Scientific classification
- Kingdom: Animalia
- Phylum: Chordata
- Class: Mammalia
- Order: Chiroptera
- Family: Natalidae
- Genus: Natalus
- Species: N. mexicanus
- Binomial name: Natalus mexicanus Miller, 1902
- Synonyms: Natalus stramineus mexicanus Goodwin, 1959 ; Natalus lanatus Tejedor, 2005;

= Mexican greater funnel-eared bat =

- Genus: Natalus
- Species: mexicanus
- Authority: Miller, 1902
- Conservation status: LC

Species of bat

The Mexican greater funnel-eared bat (Natalus mexicanus) is a species of bat found in Central America. While initially and currently described as a species, from 1959 to 2006 it was considered a subspecies of the Mexican funnel-eared bat, Natalus stramineus.

==Taxonomy==
Gerrit Smith Miller Jr. described it as a new species in 1902. Other authors followed in listing N. mexicanus as a full species in 1949.
In 1959, George Goodwin revised it from a species to a subspecies of the Mexican funnel-eared bat, Natalus stramineus.
It was revised again to species status in 2006.
In 2012, another funnel-eared bat of Mexico, Natalus lanatus, was synonymized with Natalus mexicanus, so that there is currently only one recognized species of funnel-eared bat in Mexico.

==Description==
It is a small bat, weighing only 3-5 g. Its forearms are 36-39 mm long. Its back is a pale orange-brown or yellow in color, and its belly is yellow. It has broad, cream-colored ears with blackish margins. The skin of its face is pale pink. Its limbs are very long in relation to its body size. Its wings are long and narrow with pale brown flight membranes.

==Biology==
Females are monoestrous, or capable of becoming pregnant once a year. Pregnant females have been observed January through July, and gestation is thought to last 8-10 months due to slow fetal development. The litter size is one pup. It roosts in caves during the day. It is colonial, forming groups of up to 300 individuals.

==Range and habitat==
It is found in Belize, Costa Rica, El Salvador, Guatemala, Honduras, Mexico, Nicaragua, and Panama.

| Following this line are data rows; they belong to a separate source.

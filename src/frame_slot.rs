use std::rc::Rc;

use anyhow::Result;
use ash::vk::{
    CommandBuffer, Fence, FenceCreateFlags, FenceCreateInfo, Semaphore, SemaphoreCreateInfo,
};
use tracing::debug;

use crate::{CommandPool, LogicalDevice};

/// The resources one in-flight frame cycles through: a command buffer and
/// the synchronization objects that order its acquire, submit, and present.
/// The slot's uniform data lives in the renderer's persistently-mapped
/// block, addressed by this slot's index.
pub struct FrameSlot {
    logical_device: Rc<LogicalDevice>,

    pub command_buffer: CommandBuffer,
    /// Semaphore for when the image is available to be used from the
    /// swapchain
    pub image_available_semaphore: Semaphore,
    /// Semaphore for when the rendering has finished
    pub render_finished_semaphore: Semaphore,
    /// Fence bounding reuse of this slot. Created signaled so the very
    /// first wait passes without a prior submission.
    pub in_flight_fence: Fence,
}

impl FrameSlot {
    pub fn new(logical_device: &Rc<LogicalDevice>, command_buffer: CommandBuffer) -> Result<Self> {
        let semaphore_create_info = SemaphoreCreateInfo::default();
        let fence_create_info = FenceCreateInfo::default().flags(FenceCreateFlags::SIGNALED);

        let image_available_semaphore =
            unsafe { logical_device.create_semaphore(&semaphore_create_info, None)? };
        let render_finished_semaphore = match unsafe {
            logical_device.create_semaphore(&semaphore_create_info, None)
        } {
            Ok(semaphore) => semaphore,
            Err(error) => {
                unsafe { logical_device.destroy_semaphore(image_available_semaphore, None) };
                return Err(error.into());
            }
        };
        let in_flight_fence = match unsafe {
            logical_device.create_fence(&fence_create_info, None)
        } {
            Ok(fence) => fence,
            Err(error) => {
                unsafe {
                    logical_device.destroy_semaphore(render_finished_semaphore, None);
                    logical_device.destroy_semaphore(image_available_semaphore, None);
                }
                return Err(error.into());
            }
        };

        Ok(Self {
            logical_device: Rc::clone(logical_device),
            command_buffer,
            image_available_semaphore,
            render_finished_semaphore,
            in_flight_fence,
        })
    }
}

impl Drop for FrameSlot {
    fn drop(&mut self) {
        unsafe {
            self.logical_device
                .destroy_fence(self.in_flight_fence, None);
            self.logical_device
                .destroy_semaphore(self.image_available_semaphore, None);
            self.logical_device
                .destroy_semaphore(self.render_finished_semaphore, None);
        }
    }
}

/// Builds the `count` parallel frame slots the ring rotates through, each
/// with its own command buffer out of the shared pool.
pub fn build_frame_resources(
    logical_device: &Rc<LogicalDevice>,
    command_pool: &CommandPool,
    count: usize,
) -> Result<Vec<FrameSlot>> {
    let command_buffers = command_pool.allocate_command_buffers(count as u32)?;
    let slots = command_buffers
        .into_iter()
        .map(|command_buffer| FrameSlot::new(logical_device, command_buffer))
        .collect::<Result<Vec<_>>>()?;
    debug!("Created {} frame slots", slots.len());
    Ok(slots)
}
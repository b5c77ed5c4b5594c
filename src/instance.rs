use std::{ffi::CString, ops::Deref, rc::Rc};

use anyhow::Result;
use ash::{
    ext::debug_utils,
    vk::{make_api_version, ApplicationInfo, DebugUtilsMessengerEXT, InstanceCreateInfo,
        API_VERSION_1_3},
    Entry,
};
use tracing::debug;

use crate::get_debug_messenger_create_info;

const API_VERSION: u32 = API_VERSION_1_3;

#[cfg(feature = "enable_validations")]
const ENABLE_VALIDATIONS: bool = true;
#[cfg(not(feature = "enable_validations"))]
const ENABLE_VALIDATIONS: bool = false;

pub struct Instance {
    instance: ash::Instance,
    entry: Entry,
}

impl Instance {
    /// Creates an Instance to interact with the core of Vulkan. Registers the needed extensions and
    /// layers, as well as basic information about the application.
    pub fn new(entry: Entry, required_extensions: Vec<&str>) -> Result<Self> {
        let appname = CString::new(env!("CARGO_PKG_NAME"))?;
        let version_major = env!("CARGO_PKG_VERSION_MAJOR").parse::<u32>()?;
        let version_minor = env!("CARGO_PKG_VERSION_MINOR").parse::<u32>()?;
        let version_patch = env!("CARGO_PKG_VERSION_PATCH").parse::<u32>()?;
        let app_version = make_api_version(0, version_major, version_minor, version_patch);

        let app_info = ApplicationInfo::default()
            .application_name(&appname)
            .application_version(app_version)
            .api_version(API_VERSION)
            .engine_name(&appname)
            .engine_version(app_version);

        let enabled_extension_names = Self::get_required_instance_extensions(required_extensions)?
            .into_iter()
            .map(CString::new)
            .collect::<Result<Vec<_>, _>>()?;
        let enabled_extension_name_ptrs = enabled_extension_names
            .iter()
            .map(|extension_name| extension_name.as_ptr())
            .collect::<Vec<_>>();

        let enabled_layer_names = Self::get_required_layers()
            .into_iter()
            .map(CString::new)
            .collect::<Result<Vec<_>, _>>()?;
        let enabled_layer_name_ptrs = enabled_layer_names
            .iter()
            .map(|layer_name| layer_name.as_ptr())
            .collect::<Vec<_>>();

        let mut instance_create_info = InstanceCreateInfo::default()
            .application_info(&app_info)
            .enabled_extension_names(&enabled_extension_name_ptrs)
            .enabled_layer_names(&enabled_layer_name_ptrs);

        // covers create/destroy instance calls, which the persistent
        // messenger cannot observe
        let mut debug_messenger_create_info = get_debug_messenger_create_info();
        if ENABLE_VALIDATIONS {
            instance_create_info = instance_create_info.push_next(&mut debug_messenger_create_info);
        }

        let instance = unsafe { entry.create_instance(&instance_create_info, None)? };

        Ok(Self { instance, entry })
    }

    pub fn get_entry(&self) -> &Entry {
        &self.entry
    }

    /// Returns the needed instance extensions for Vulkan to function correctly.
    /// These always include the extensions necessary to interact with the native
    /// windowing system, and may include optional validation extensions if validations
    /// are enabled.
    fn get_required_instance_extensions(required_extensions: Vec<&str>) -> Result<Vec<&str>> {
        let mut enabled_extension_names = required_extensions;
        if ENABLE_VALIDATIONS {
            enabled_extension_names.push(debug_utils::NAME.to_str()?);
        }
        debug!("Instance extensions to enable: {:?}", enabled_extension_names);
        Ok(enabled_extension_names)
    }

    /// Returns the required layers needed for Vulkan. Notably, includes the validation
    /// layer if validations are enabled.
    fn get_required_layers() -> Vec<String> {
        let mut layer_names = vec![];
        if ENABLE_VALIDATIONS {
            layer_names = vec!["VK_LAYER_KHRONOS_validation".to_owned()];
        }
        debug!("Layers to enable: {}", layer_names.join(", "));
        layer_names
    }
}

impl Drop for Instance {
    fn drop(&mut self) {
        unsafe { self.instance.destroy_instance(None) }
    }
}

impl Deref for Instance {
    type Target = ash::Instance;

    fn deref(&self) -> &Self::Target {
        &self.instance
    }
}

/// Owns the debug utils messenger so it is unregistered before the
/// instance goes away.
pub struct DebugMessenger {
    debug_utils_fn: debug_utils::Instance,
    messenger: DebugUtilsMessengerEXT,
    _instance: Rc<Instance>,
}

impl DebugMessenger {
    /// Registers the messenger routing validation output to the process
    /// logger. Returns None when validations are disabled.
    pub fn new(instance: &Rc<Instance>) -> Result<Option<Self>> {
        if !ENABLE_VALIDATIONS {
            return Ok(None);
        }

        let create_info = get_debug_messenger_create_info();
        let debug_utils_fn = debug_utils::Instance::new(instance.get_entry(), instance);
        let messenger =
            unsafe { debug_utils_fn.create_debug_utils_messenger(&create_info, None)? };
        Ok(Some(Self {
            debug_utils_fn,
            messenger,
            _instance: Rc::clone(instance),
        }))
    }
}

impl Drop for DebugMessenger {
    fn drop(&mut self) {
        unsafe {
            self.debug_utils_fn
                .destroy_debug_utils_messenger(self.messenger, None)
        }
    }
}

It is not found at elevations above 2400 m, though most observations of it occur at around 300 m. It prefers dry and semi-deciduous forests. Occasionally, it is also encountered in conifer forests.

As of 2019, it is evaluated as least concern by the IUCN. While its population trend is unknown, it is thought that it is, at least, not declining rapidly. It is threatened by cave disturbance by tourists and by mining activities.